16.09.2022   Autor: AK
880---321
Uczą języka migowego, koordynowali wydawanie ubrań i jedzenia uchodźcom z Ukrainy... a teraz sami otrzymali pomoc. W pilskiej siedzibie stowarzyszenia Słabo i Niesłyszących Migacze trwa generalny remont kuchni. Finansuje go fundacja Leroy Merlin Polska.  
 
Stowarzyszenie Słabo i Niesłyszący Migacze ma siedzibę przy ul. Kwiatowej w Pile. Te mury remontu nie widziały od lat. Kuchnia była w opłakanym stanie. Teraz trwa jej generalny remont.  
 
- Przedtem panowie nam tu przygotowali podłoże żebyśmy mogli zamontować. Zamontujemy, posprzątamy i koniec - mówi Marta Janicka, wolontariuszka fundacji Leroy Merlin Polska. 
 
No i malowanie ścian. To też zadanie dla trzech kobiet. Robią tu niemal wszystko.  

- Mama zawsze mnie prosiła, Kasia wywierć, Kasia przybij i więc ja to robiłam od dziecka, dla mnie, jak gdyby, nigdy nie miałam problemu, żeby trzymać narzędzia w ręce - opowiada Katarzyna Roszak, wolontariuszka fundacji Leroy Merlin Polska. 
 
Stowarzyszenie Migaczy zgłosiło się do fundacji z prośbą o wsparcie. A fundacja nie odmówiła.

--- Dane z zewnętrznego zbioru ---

use geo::BoundingRect;

use crate::datatypes::{Dimension, GeometryType};
use crate::engine::NativeGeometry;
use crate::io::geo::{geometry_from_geo, geometry_to_geo};

/// The bounding rectangle of a geometry as a polygon.
///
/// A geometry whose extent is a single position gives that point; an empty geometry gives
/// an empty polygon.
pub trait Envelope {
    fn envelope(&self) -> NativeGeometry;
}

impl Envelope for NativeGeometry {
    fn envelope(&self) -> NativeGeometry {
        match geometry_to_geo(self).bounding_rect() {
            Some(rect) if rect.min() == rect.max() => NativeGeometry::point(rect.min().into()),
            Some(rect) => geometry_from_geo(&geo::Geometry::Rect(rect)),
            None => NativeGeometry::empty(GeometryType::Polygon, Dimension::XY),
        }
    }
}
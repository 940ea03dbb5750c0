use geozero::{GeomProcessor, GeozeroGeometry};

use crate::coord::CoordBuffer;
use crate::engine::NativeGeometry;

fn process_coords<P: GeomProcessor>(
    coords: &CoordBuffer,
    processor: &mut P,
) -> geozero::error::Result<()> {
    for (coord_idx, coord) in coords.iter().enumerate() {
        match coord.z {
            Some(z) => {
                processor.coordinate(coord.x, coord.y, Some(z), None, None, None, coord_idx)?
            }
            None => processor.xy(coord.x, coord.y, coord_idx)?,
        }
    }
    Ok(())
}

fn process_point<P: GeomProcessor>(
    coords: &CoordBuffer,
    geom_idx: usize,
    processor: &mut P,
) -> geozero::error::Result<()> {
    if coords.is_empty() {
        return processor.empty_point(geom_idx);
    }
    processor.point_begin(geom_idx)?;
    process_coords(coords, processor)?;
    processor.point_end(geom_idx)
}

fn process_line_string<P: GeomProcessor>(
    coords: &CoordBuffer,
    tagged: bool,
    geom_idx: usize,
    processor: &mut P,
) -> geozero::error::Result<()> {
    processor.linestring_begin(tagged, coords.len(), geom_idx)?;
    process_coords(coords, processor)?;
    processor.linestring_end(tagged, geom_idx)
}

fn process_polygon<P: GeomProcessor>(
    rings: &[CoordBuffer],
    tagged: bool,
    geom_idx: usize,
    processor: &mut P,
) -> geozero::error::Result<()> {
    processor.polygon_begin(tagged, rings.len(), geom_idx)?;
    for (ring_idx, ring) in rings.iter().enumerate() {
        process_line_string(ring, false, ring_idx, processor)?;
    }
    processor.polygon_end(tagged, geom_idx)
}

pub(crate) fn process_geometry<P: GeomProcessor>(
    geom: &NativeGeometry,
    geom_idx: usize,
    processor: &mut P,
) -> geozero::error::Result<()> {
    match geom {
        NativeGeometry::Point(coords) => process_point(coords, geom_idx, processor),
        NativeGeometry::LineString(coords) | NativeGeometry::LinearRing(coords) => {
            process_line_string(coords, true, geom_idx, processor)
        }
        NativeGeometry::Polygon(rings) => process_polygon(rings, true, geom_idx, processor),
        NativeGeometry::MultiPoint(points) => {
            // Members are written as bare coordinates, without point_begin.
            let coords: Vec<_> = points.iter().flat_map(|p| p.coords()).collect();
            processor.multipoint_begin(coords.len(), geom_idx)?;
            for (coord_idx, coord) in coords.iter().enumerate() {
                match coord.z {
                    Some(z) => processor.coordinate(
                        coord.x,
                        coord.y,
                        Some(z),
                        None,
                        None,
                        None,
                        coord_idx,
                    )?,
                    None => processor.xy(coord.x, coord.y, coord_idx)?,
                }
            }
            processor.multipoint_end(geom_idx)
        }
        NativeGeometry::MultiLineString(lines) => {
            processor.multilinestring_begin(lines.len(), geom_idx)?;
            for (line_idx, line) in lines.iter().enumerate() {
                match line {
                    NativeGeometry::LineString(coords) | NativeGeometry::LinearRing(coords) => {
                        process_line_string(coords, false, line_idx, processor)?
                    }
                    _ => return Err(unexpected_member(line)),
                }
            }
            processor.multilinestring_end(geom_idx)
        }
        NativeGeometry::MultiPolygon(polygons) => {
            processor.multipolygon_begin(polygons.len(), geom_idx)?;
            for (polygon_idx, polygon) in polygons.iter().enumerate() {
                match polygon {
                    NativeGeometry::Polygon(rings) => {
                        process_polygon(rings, false, polygon_idx, processor)?
                    }
                    _ => return Err(unexpected_member(polygon)),
                }
            }
            processor.multipolygon_end(geom_idx)
        }
        NativeGeometry::GeometryCollection(parts) => {
            processor.geometrycollection_begin(parts.len(), geom_idx)?;
            for (part_idx, part) in parts.iter().enumerate() {
                process_geometry(part, part_idx, processor)?;
            }
            processor.geometrycollection_end(geom_idx)
        }
    }
}

fn unexpected_member(geom: &NativeGeometry) -> geozero::error::GeozeroError {
    geozero::error::GeozeroError::Geometry(format!(
        "unexpected collection member {}",
        geom.geometry_type()
    ))
}

impl GeozeroGeometry for NativeGeometry {
    fn process_geom<P: GeomProcessor>(&self, processor: &mut P) -> geozero::error::Result<()>
    where
        Self: Sized,
    {
        process_geometry(self, 0, processor)
    }
}

#[cfg(test)]
mod test {
    use geozero::{ToJson, ToWkt};

    use crate::io::geozero::ToNativeGeometry;
    use crate::test::polygon;

    #[test]
    fn geozero_process_geom() -> geozero::error::Result<()> {
        let geom = geozero::wkt::WktStr(polygon::WITH_HOLE).to_native_geometry()?;
        assert_eq!(geom.to_wkt()?, polygon::WITH_HOLE);
        Ok(())
    }

    #[test]
    fn geojson_output() -> geozero::error::Result<()> {
        let geom = geozero::wkt::WktStr("POINT(5 23)").to_native_geometry()?;
        let json: serde_json::Value = serde_json::from_str(&geom.to_json()?)
            .map_err(|e| geozero::error::GeozeroError::Geometry(e.to_string()))?;
        assert_eq!(json["type"], "Point");
        assert_eq!(json["coordinates"], serde_json::json!([5.0, 23.0]));
        Ok(())
    }
}
use geo::algorithm::centroid::Centroid as GeoCentroid;

use crate::datatypes::{Dimension, GeometryType};
use crate::engine::NativeGeometry;
use crate::io::geo::geometry_to_geo;

/// Calculation of the centroid. The centroid of an empty geometry is an empty point.
pub trait Centroid {
    fn centroid(&self) -> NativeGeometry;
}

impl Centroid for NativeGeometry {
    fn centroid(&self) -> NativeGeometry {
        match geometry_to_geo(self).centroid() {
            Some(point) => NativeGeometry::point(point.0.into()),
            None => NativeGeometry::empty(GeometryType::Point, Dimension::XY),
        }
    }
}

#[cfg(test)]
mod test {
    use super::*;
    use crate::io::wkt::read_wkt;
    use approx::assert_relative_eq;

    fn centroid(wkt: &str) -> NativeGeometry {
        read_wkt(wkt).unwrap().0.centroid()
    }

    #[test]
    fn centroids() {
        let c = centroid("POLYGON((0 0,0 10,10 10,10 0,0 0))").coords()[0];
        assert_relative_eq!(c.x, 5.0);
        assert_relative_eq!(c.y, 5.0);
        let c = centroid("LINESTRING(0 0,4 0)").coords()[0];
        assert_relative_eq!(c.x, 2.0);
        assert_relative_eq!(c.y, 0.0);
    }

    #[test]
    fn empty() {
        let c = centroid("POLYGON EMPTY");
        assert!(c.is_empty());
        assert_eq!(c.geometry_type(), GeometryType::Point);
    }
}
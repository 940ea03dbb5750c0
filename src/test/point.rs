pub(crate) const WKT: &[&str] = &["POINT(5 23)", "POINT(0 0)", "POINT(-1.5 2.25)"];

pub(crate) const XYZ: &str = "POINT(1 2 3)";
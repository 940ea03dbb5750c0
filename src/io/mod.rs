//! Readers and writers for the text and binary geometry formats, including interoperability
//! with the `geozero` crate.

pub mod geo;
pub mod geojson;
pub mod geozero;
pub mod kml;
pub mod wkb;
pub mod wkt;
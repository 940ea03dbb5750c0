use crate::coord::{Coord, CoordBuffer};
use crate::datatypes::{Dimension, GeometryType};
use crate::engine::NativeGeometry;
use crate::error::{GeoHandleError, Result};
use crate::scalar::macros::impl_geom;
use crate::scalar::{CoordSeq, GeomHandle, Point};

/// A curve through two or more coordinates, or the empty curve.
///
/// ```
/// use geohandle::line_string;
/// use geohandle::scalar::LineString;
///
/// let a = line_string![(0., 0.), (1., 1.)].unwrap();
/// let b = LineString::from_rows(&[[0., 0.], [1., 1.]]).unwrap();
/// assert_eq!(a, b);
/// ```
pub struct LineString(GeomHandle);

/// A closed curve of at least four coordinates, the boundary of a polygon.
pub struct LinearRing(GeomHandle);

impl_geom!(LineString, GeometryType::LineString);
impl_geom!(LinearRing, GeometryType::LinearRing);

fn coord_buffer(coords: impl IntoIterator<Item = impl Into<Coord>>) -> Result<CoordBuffer> {
    CoordBuffer::try_from_coords(coords.into_iter().map(Into::into))
}

fn rows_to_coords<R: AsRef<[f64]>>(rows: &[R]) -> Result<Vec<Coord>> {
    rows.iter().map(|row| Coord::try_from(row.as_ref())).collect()
}

fn points_to_coords<'a>(points: impl IntoIterator<Item = &'a Point>) -> Result<Vec<Coord>> {
    points.into_iter().map(|p| p.coord()).collect()
}

impl LineString {
    /// A line string through `coords`.
    ///
    /// No coordinates give the empty line string, a single one fails with
    /// [Value](GeoHandleError::Value). Mixing 2D and 3D coordinates fails with
    /// [Type](GeoHandleError::Type).
    pub fn new(coords: impl IntoIterator<Item = impl Into<Coord>>) -> Result<Self> {
        let coords = coord_buffer(coords)?;
        if coords.len() == 1 {
            return Err(GeoHandleError::Value(
                "a LineString needs at least 2 points".to_string(),
            ));
        }
        let geom = NativeGeometry::LineString(coords);
        Ok(Self(GeomHandle::create(&geom, None)?))
    }

    pub fn empty() -> Result<Self> {
        let geom = NativeGeometry::empty(GeometryType::LineString, Dimension::XY);
        Ok(Self(GeomHandle::create(&geom, None)?))
    }

    /// A line string from rows of two or three numbers.
    pub fn from_rows<R: AsRef<[f64]>>(rows: &[R]) -> Result<Self> {
        Self::new(rows_to_coords(rows)?)
    }

    pub fn from_points<'a>(points: impl IntoIterator<Item = &'a Point>) -> Result<Self> {
        Self::new(points_to_coords(points)?)
    }
}

impl LinearRing {
    /// A ring through `coords`, which must be closed and have at least 4 coordinates.
    ///
    /// Closure is checked, never added. No coordinates give the empty ring.
    pub fn new(coords: impl IntoIterator<Item = impl Into<Coord>>) -> Result<Self> {
        let coords = coord_buffer(coords)?;
        if !coords.is_empty() && (coords.len() < 4 || !coords.is_closed()) {
            return Err(GeoHandleError::Value(
                "a LinearRing must be closed and have at least 4 points".to_string(),
            ));
        }
        let geom = NativeGeometry::LinearRing(coords);
        Ok(Self(GeomHandle::create(&geom, None)?))
    }

    pub fn empty() -> Result<Self> {
        let geom = NativeGeometry::empty(GeometryType::LinearRing, Dimension::XY);
        Ok(Self(GeomHandle::create(&geom, None)?))
    }

    pub fn from_rows<R: AsRef<[f64]>>(rows: &[R]) -> Result<Self> {
        Self::new(rows_to_coords(rows)?)
    }

    pub fn from_points<'a>(points: impl IntoIterator<Item = &'a Point>) -> Result<Self> {
        Self::new(points_to_coords(points)?)
    }
}

macro_rules! impl_curve {
    ($type:ident) => {
        impl $type {
            pub fn coord_seq(&self) -> CoordSeq {
                CoordSeq::new(&self.0)
            }

            pub fn get(&self, i: usize) -> Result<Coord> {
                self.0.read(|engine, h| engine.coord(h, i))
            }

            /// Overwrite coordinate `i`, which must match the dimension of the curve.
            pub fn set(&mut self, i: usize, coord: impl Into<Coord>) -> Result<()> {
                let coord = coord.into();
                self.0.write(|engine, h| engine.set_coord(h, i, coord))
            }

            pub fn coords(&self) -> Result<Vec<Coord>> {
                self.coord_seq().coords()
            }

            /// The coordinates as rows of two or three numbers.
            pub fn tuple(&self) -> Result<Vec<Vec<f64>>> {
                self.coord_seq().tuple()
            }

            pub fn num_points(&self) -> Result<usize> {
                self.coord_seq().len()
            }

            pub fn is_closed(&self) -> Result<bool> {
                self.0.read(|engine, h| Ok(engine.coords(h)?.is_closed()))
            }
        }
    };
}

impl_curve!(LineString);
impl_curve!(LinearRing);

/// Create a [LineString] from coordinate tuples.
///
/// ```
/// use geohandle::line_string;
///
/// let line = line_string![(0., 0.), (1., 1.), (2., 0.)].unwrap();
/// ```
#[macro_export]
macro_rules! line_string {
    () => {
        $crate::scalar::LineString::empty()
    };
    ($($coord:expr),+ $(,)?) => {
        $crate::scalar::LineString::new([$($coord),+])
    };
}

/// Create a [LinearRing] from coordinate tuples. The first and last must be equal.
#[macro_export]
macro_rules! linear_ring {
    () => {
        $crate::scalar::LinearRing::empty()
    };
    ($($coord:expr),+ $(,)?) => {
        $crate::scalar::LinearRing::new([$($coord),+])
    };
}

Pracowników - wolontariuszy też nie trzeba było długo szukać.  
 
- My nie jesteśmy obojętni na los ludzi, dla nas ludzie są najważniejsi i w centrum naszego przedsiębiorstwa, to przede wszystkim człowiek, zarówno ten w sklepie, jak i poza sklepem. Staramy się też pomóc jak najbardziej lokalnej społeczności i uznaliśmy, że tam faktycznie jest potrzeba - tłumaczy Aleksandra Bojanowska, kierownik działu serwisu i usług w sklepie w Pile. 
 
Bo taka jest filozofia fundacji, aby pomagać tym, którzy nie tylko potrzebują, ale sami pomagają, tak jak choćby Migacze.